At 20, Sittler, a sophomore center, may be the best women's
college hockey player in the country. She is without question
the most productive. This winter Sittler led the nation in
regular-season scoring, with 41 goals and 40 assists in 21
games. In her final 13 games, including Colby's 7-2 loss to
Brown in the first round of the NCAA tournament, she had eight
hat tricks and either scored or assisted on 82 of 111 White
Mules goals. Sittler is a strong candidate for the U.S. Olympic
women's hockey team that will debut at the 1998 Winter Games in
Nagano, Japan. "Meaghan's a franchise player," says Harvard
coach Katey Stone. "She doesn't make many mistakes. She's always
in the right position. Like I said, a franchise player."
Tales of Sittler's exploits have filtered up to the highest
reaches of the sport. On Feb. 15, as he surveyed 40 top
youngsters at an annual Canadian prospects' game in Toronto,
Maple Leafs general manager Cliff Fletcher told his scouting
staff to put away their clipboards. "Don't even bother, guys,"
Fletcher deadpanned. "We already have our first-round draft pick
for next year: Meaghan Sittler."
Her gifts--the downy-soft hands, the vision on the ice that
allows her to see two or three steps ahead of other players, the
production so efficient and dependable that it suggests the
assembly line of a German car plant--seem as easy to explain as
her green eyes and her blonde drape of hair. Why should we be
surprised that Sittler has been so blessed? She is, after all,
the daughter of NHL Hall of Famer Darryl Sittler and the sister
of Ryan Sittler, the seventh pick overall in the 1995 NHL entry
draft.
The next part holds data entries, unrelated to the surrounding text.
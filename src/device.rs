//! Host-side storage for a mounted disk: a plain file, read and written one
//! 1024-byte block at a time. Mirrors the teacher's disk-handling style
//! (`utils::disk::get_disk_size`) in keeping I/O reduced to plain
//! `io::Result`-returning calls with no `unsafe`.

use crate::layout::BLOCK_SIZE;
use std::fs::{File, OpenOptions};
use std::io::{self, Read, Seek, SeekFrom, Write};
use std::path::Path;

/// A disk backing file, opened for the lifetime of a mount.
pub struct BlockDevice {
    file: File,
}

impl BlockDevice {
    /// Opens an existing host file for read/write access. Does not check
    /// its length; a file shorter than the expected 128 blocks will surface
    /// as a short read the first time a block past EOF is requested.
    pub fn open(path: &Path) -> io::Result<Self> {
        let file = OpenOptions::new().read(true).write(true).open(path)?;
        Ok(BlockDevice { file })
    }

    /// Reads block `index` (0-127) in full.
    pub fn read_block(&mut self, index: u8) -> io::Result<[u8; BLOCK_SIZE]> {
        let mut buf = [0u8; BLOCK_SIZE];
        self.file
            .seek(SeekFrom::Start(index as u64 * BLOCK_SIZE as u64))?;
        self.file.read_exact(&mut buf)?;
        Ok(buf)
    }

    /// Overwrites block `index` (0-127) in full.
    pub fn write_block(&mut self, index: u8, data: &[u8; BLOCK_SIZE]) -> io::Result<()> {
        self.file
            .seek(SeekFrom::Start(index as u64 * BLOCK_SIZE as u64))?;
        self.file.write_all(data)?;
        Ok(())
    }
}

#[cfg(test)]
mod test {
    use super::*;
    use std::io::Write as _;

    fn make_disk() -> tempfile::NamedTempFile {
        let mut f = tempfile::NamedTempFile::new().unwrap();
        f.write_all(&[0u8; BLOCK_SIZE * 128]).unwrap();
        f
    }

    #[test]
    fn read_write_round_trip() {
        let disk = make_disk();
        let mut dev = BlockDevice::open(disk.path()).unwrap();
        let mut block = [0u8; BLOCK_SIZE];
        block[0] = 0xab;
        dev.write_block(5, &block).unwrap();
        let back = dev.read_block(5).unwrap();
        assert_eq!(back[0], 0xab);
    }
}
Hockey success, we assume, is her birthright.
Meaghan was born in Mississauga, Ont., on March 12, 1976.
There's felicity in that: Darryl, then with the Maple Leafs,
concluded that spring with 100 points, including an NHL-record
10 in a game against the Boston Bruins. It was his
second-most-productive season in a 15-year career with Toronto,
the Philadelphia Flyers and the Detroit Red Wings. But while
bloodlines certainly played a role in drawing Meaghan to hockey,
they did not preordain greatness. Rather, her success has been
nourished by a rigorous year-round training regimen, an abiding
love of the sport and a deep-seated fear of failure. "Her love
of hockey is something that can't be taught," says Darryl, who
is a special consultant for Toronto. "Wanting to improve and be
an elite player is something Meaghan has always wanted for
Darryl and his wife, Wendy, recall being awakened from their
weekend slumber by the incessant thud of a rubber ball striking
a wall in the 4,000-square-foot basement beneath their bedroom
in East Amherst, N.Y., near Buffalo. Meaghan and Ryan and their
friends would spend hours playing roller hockey. "We called it
the BHL," says Ryan, who is two years older than his sister.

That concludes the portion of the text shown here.